**TASK PROMPT:** Say how many lines of the listing below include the string "context" and add nothing else.

**SUPPLIED MATERIAL:**
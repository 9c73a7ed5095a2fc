//! Logging, tracing and metric helpers shared by the CVI gateway binaries.
//!
//! Binaries call [`install`] (or [`init_telemetry`] with an explicit
//! [`TelemetryConfig`]) once at startup. Libraries only emit `tracing` events
//! and record metrics through the helpers re-exported here.

mod config;
mod context;
mod recorders;
mod tracing_init;

pub use config::{LogFormat, OtlpExport, OtlpProtocol, TelemetryConfig};
pub use context::TelemetryLabels;
pub use recorders::{record_counter, record_gauge, record_histogram, with_common_fields};
pub use tracing_init::{init_telemetry, install};

use std::sync::Arc;

use tokio::sync::watch;
use tokio_util::sync::CancellationToken;
use tracing::info;

use crate::gateway_client::{ClientError, ConversationSession, GatewayClient, LaunchRequest};
use crate::retry::{RetryController, RetryOutcome, RetryState};

/// Opens conversations through the gateway, retrying transient failures.
/// Opening again while a previous open is still retrying cancels it.
#[derive(Clone)]
pub struct ConversationLauncher {
    client: GatewayClient,
    controller: Arc<RetryController>,
}

impl ConversationLauncher {
    pub fn new(client: GatewayClient, controller: RetryController) -> Self {
        Self {
            client,
            controller: Arc::new(controller),
        }
    }

    pub async fn open(
        &self,
        request: LaunchRequest,
    ) -> RetryOutcome<ConversationSession, ClientError> {
        self.open_until(request, &CancellationToken::new()).await
    }

    /// Opens a conversation that also stops when `stop` is cancelled, even if
    /// that happens before the first attempt starts.
    pub async fn open_until(
        &self,
        request: LaunchRequest,
        stop: &CancellationToken,
    ) -> RetryOutcome<ConversationSession, ClientError> {
        let outcome = self
            .controller
            .execute_until(stop, |attempt| {
                let client = self.client.clone();
                let request = request.clone();
                async move {
                    if attempt > 0 {
                        info!(attempt, "re-attempting conversation creation");
                    }
                    client.create_conversation(&request).await
                }
            })
            .await;
        if let RetryOutcome::Success { value, attempts } = &outcome {
            info!(
                conversation_id = %value.conversation_id,
                attempts,
                "conversation opened"
            );
        }
        outcome
    }

    pub fn subscribe(&self) -> watch::Receiver<RetryState> {
        self.controller.subscribe()
    }
}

**ANSWER SECTION:** 2